Kind auf Skis

Nervenkrieg am Zauberteppich

Explosive Stimmung beim Skifahrenlernen: den Sport wechseln oder erst recht in die Hocke?

 

Die Sonne strahlt, der Schnee glitzert, und man munkelt, dass dies der schönste Tag der Saison werden würde. Nicht für mich. Denn meine sechsjährige Tochter und ich wollen das Skifahren üben. Und das bedeutet: hard stuff.

Erfahrungsgemäss geht es beim Einklicken unserer Skibindungen bergab – mit unserer Stimmung, unseren guten Vorsätzen und unserer Geduld. So war es bei unseren bisherigen Skitagen, so ist es auch heute. Schon beim Trippeln zum Zauberteppich geraten meine Tochter und ich uns in die Haare.

Ich: «Die Skier müssen gerade nebeneinander liegen.»
Sie: «Geht nicht.»
Ich: «Schau, wie ich es mache.»
Sie: «Tu ich doch!»
Wieder sie:
«Auuuua!»
Ich: «Nicht schlimm. Ich zieh dich hoch.».
Sie:
« Es! Ist! Sehr! Wohl! Sehr! Schlimm!»

In diesem Ton geht es weiter, und nach zweimal Pizzamachen (so sagt man ja heute dem Stemmbögelen) hören wir vor lauter Schnauben und Explodieren die Alpendohlen nicht mehr krähen.

Im Dreiminutentakt frage ich mich, wozu das alles soll. Es ist ja nicht nur der Nervenkrieg, der meines Erachtens einen Skitag grenzwertig macht, sondern auch die Materialschlacht, Kosten, Ökobilanz und Verletzungsgefahr. So gesehen spricht alles gegen das Skifahren. Erst recht, weil weder mein Partner noch ich begeisterte Wintersportler sind. Uns passen Flipflops einfach besser als Skischuhe, und Pizzaessen entspricht uns mehr als Pizzamachen.

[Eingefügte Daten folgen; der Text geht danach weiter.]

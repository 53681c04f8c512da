use sqlx::{Pool, Sqlite};

use crate::storage::errors::StorageError;

// SQLite implementations
pub(super) async fn create_table_sqlite(
    pool: &Pool<Sqlite>,
    table_name: &str,
) -> Result<(), StorageError> {
    sqlx::query(&format!(
        r#"
        CREATE TABLE IF NOT EXISTS {table_name} (
            id TEXT PRIMARY KEY NOT NULL,
            data BLOB NOT NULL,
            timestamp INTEGER NOT NULL
        )
        "#
    ))
    .execute(pool)
    .await?;

    Ok(())
}

pub(super) async fn read_session_sqlite(
    pool: &Pool<Sqlite>,
    table_name: &str,
    id: &str,
) -> Result<Option<Vec<u8>>, StorageError> {
    let data = sqlx::query_scalar::<_, Vec<u8>>(&format!(
        r#"
        SELECT data FROM {table_name} WHERE id = ?
        "#
    ))
    .bind(id)
    .fetch_optional(pool)
    .await?;

    Ok(data)
}

pub(super) async fn write_session_sqlite(
    pool: &Pool<Sqlite>,
    table_name: &str,
    id: &str,
    data: &[u8],
    timestamp: i64,
) -> Result<(), StorageError> {
    sqlx::query(&format!(
        r#"
        INSERT INTO {table_name} (id, data, timestamp)
        VALUES (?, ?, ?)
        ON CONFLICT (id) DO UPDATE SET
            data = excluded.data,
            timestamp = excluded.timestamp
        "#
    ))
    .bind(id)
    .bind(data)
    .bind(timestamp)
    .execute(pool)
    .await?;

    Ok(())
}

pub(super) async fn delete_session_sqlite(
    pool: &Pool<Sqlite>,
    table_name: &str,
    id: &str,
) -> Result<(), StorageError> {
    sqlx::query(&format!(
        r#"
        DELETE FROM {table_name} WHERE id = ?
        "#
    ))
    .bind(id)
    .execute(pool)
    .await?;

    Ok(())
}

pub(super) async fn delete_stale_sessions_sqlite(
    pool: &Pool<Sqlite>,
    table_name: &str,
    cutoff: i64,
) -> Result<u64, StorageError> {
    let result = sqlx::query(&format!(
        r#"
        DELETE FROM {table_name} WHERE timestamp < ?
        "#
    ))
    .bind(cutoff)
    .execute(pool)
    .await?;

    Ok(result.rows_affected())
}
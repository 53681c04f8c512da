use sqlx::{Pool, Postgres};

use crate::storage::errors::StorageError;

// PostgreSQL implementations
pub(super) async fn create_table_postgres(
    pool: &Pool<Postgres>,
    table_name: &str,
) -> Result<(), StorageError> {
    sqlx::query(&format!(
        r#"
        CREATE TABLE IF NOT EXISTS {table_name} (
            id TEXT PRIMARY KEY NOT NULL,
            data BYTEA NOT NULL,
            timestamp BIGINT NOT NULL
        )
        "#
    ))
    .execute(pool)
    .await?;

    Ok(())
}

pub(super) async fn read_session_postgres(
    pool: &Pool<Postgres>,
    table_name: &str,
    id: &str,
) -> Result<Option<Vec<u8>>, StorageError> {
    let data = sqlx::query_scalar::<_, Vec<u8>>(&format!(
        r#"
        SELECT data FROM {table_name} WHERE id = $1
        "#
    ))
    .bind(id)
    .fetch_optional(pool)
    .await?;

    Ok(data)
}

pub(super) async fn write_session_postgres(
    pool: &Pool<Postgres>,
    table_name: &str,
    id: &str,
    data: &[u8],
    timestamp: i64,
) -> Result<(), StorageError> {
    sqlx::query(&format!(
        r#"
        INSERT INTO {table_name} (id, data, timestamp)
        VALUES ($1, $2, $3)
        ON CONFLICT (id) DO UPDATE SET
            data = EXCLUDED.data,
            timestamp = EXCLUDED.timestamp
        "#
    ))
    .bind(id)
    .bind(data)
    .bind(timestamp)
    .execute(pool)
    .await?;

    Ok(())
}

pub(super) async fn delete_session_postgres(
    pool: &Pool<Postgres>,
    table_name: &str,
    id: &str,
) -> Result<(), StorageError> {
    sqlx::query(&format!(
        r#"
        DELETE FROM {table_name} WHERE id = $1
        "#
    ))
    .bind(id)
    .execute(pool)
    .await?;

    Ok(())
}

pub(super) async fn delete_stale_sessions_postgres(
    pool: &Pool<Postgres>,
    table_name: &str,
    cutoff: i64,
) -> Result<u64, StorageError> {
    let result = sqlx::query(&format!(
        r#"
        DELETE FROM {table_name} WHERE timestamp < $1
        "#
    ))
    .bind(cutoff)
    .execute(pool)
    .await?;

    Ok(result.rows_affected())
}
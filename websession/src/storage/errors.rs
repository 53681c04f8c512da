use thiserror::Error;

#[derive(Debug, Error, Clone)]
pub enum StorageError {
    #[error("Storage error: {0}")]
    Storage(String),

    #[error("Json conversion(Serde) error: {0}")]
    Serde(String),

    #[error("I/O error: {0}")]
    Io(String),

    #[error("Handler configuration error: {0}")]
    Config(String),
}

impl From<redis::RedisError> for StorageError {
    fn from(err: redis::RedisError) -> Self {
        Self::Storage(err.to_string())
    }
}

impl From<sqlx::Error> for StorageError {
    fn from(err: sqlx::Error) -> Self {
        Self::Storage(err.to_string())
    }
}

impl From<serde_json::Error> for StorageError {
    fn from(err: serde_json::Error) -> Self {
        Self::Serde(err.to_string())
    }
}

impl From<std::io::Error> for StorageError {
    fn from(err: std::io::Error) -> Self {
        Self::Io(err.to_string())
    }
}
use thiserror::Error;

use crate::session::SessionError;

#[derive(Debug, Error, Clone)]
pub enum CsrfError {
    #[error("CSRF token is missing from the request")]
    TokenMissing,

    #[error("CSRF token is invalid or expired")]
    TokenInvalid,

    #[error("CSRF configuration error: {0}")]
    Config(String),

    #[error("Session error: {0}")]
    Session(#[from] SessionError),
}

Blöd ist nur: Mir liegt viel daran, dass unsere Kinder Skifahren lernen. Dieser Anspruch ist absurd, ich weiss, hat aber seine Gründe. Erstens vermute ich, dass es als Erwachsener ein Ding der Unmöglichkeit ist, das Fahren auf zwei Brettern zu lernen. Zweitens sehe ich das Skifahren als eine Art Schweizer Kulturgut, das ich meinen Kindern näherbringen möchte.

Bei diesem Näherbringen liegt vermutlich das Problem. Ich hätte es von Anfang an einem Profi überlassen sollen. Skischule!, am besten mehrere Tage hintereinander. Dann würden meine Tochter und ich heute vergnügt die blaue Piste runtersausen, auf dem Sessellift Lieder trällern und in der Beiz bei einem Rivella Witze erfinden.

Stattdessen stehen wir neben dem Zauberteppich, eher frustriert als verzaubert, und erholen uns von einem weiteren Sturz. Da fährt uns jemand winkend entgegen. Es ist mein Schwager, der in der Nähe wohnt. «Hey, kommst du mit?», ruft er meiner Tochter zu und zeigt mit seinem Skistock auf einen Bügellift. Ich will klarstellen, dass wir noch in der Aufwärmphase sind und eine längere Abfahrt gewiss keine gute Idee ist. Aber was macht meine Kleine? Sie strahlt und kurvt meinem Schwager einfach hinterher. Sie geht sogar in die Hocke! Ich bin halb beleidigt, halb entzückt und entscheide mich zum sofortigen Rücktritt als familieninterne Skilehrerin. Und so wird dieser Tag auch für mich zum allerschönsten der Saison.

Über die Autorin

Eva Wirth (38) lebt mit ihrem Partner und den drei Kindern (null, drei und sechs Jahre) in einem Dorf nahe Zürich. Im Alltag der fünf kommen eher Lieder von Mani Matter zum Zug als Tipps aus Erziehungsratgebern. Eva Wirth arbeitet als Redaktorin, macht derzeit aber Babypause.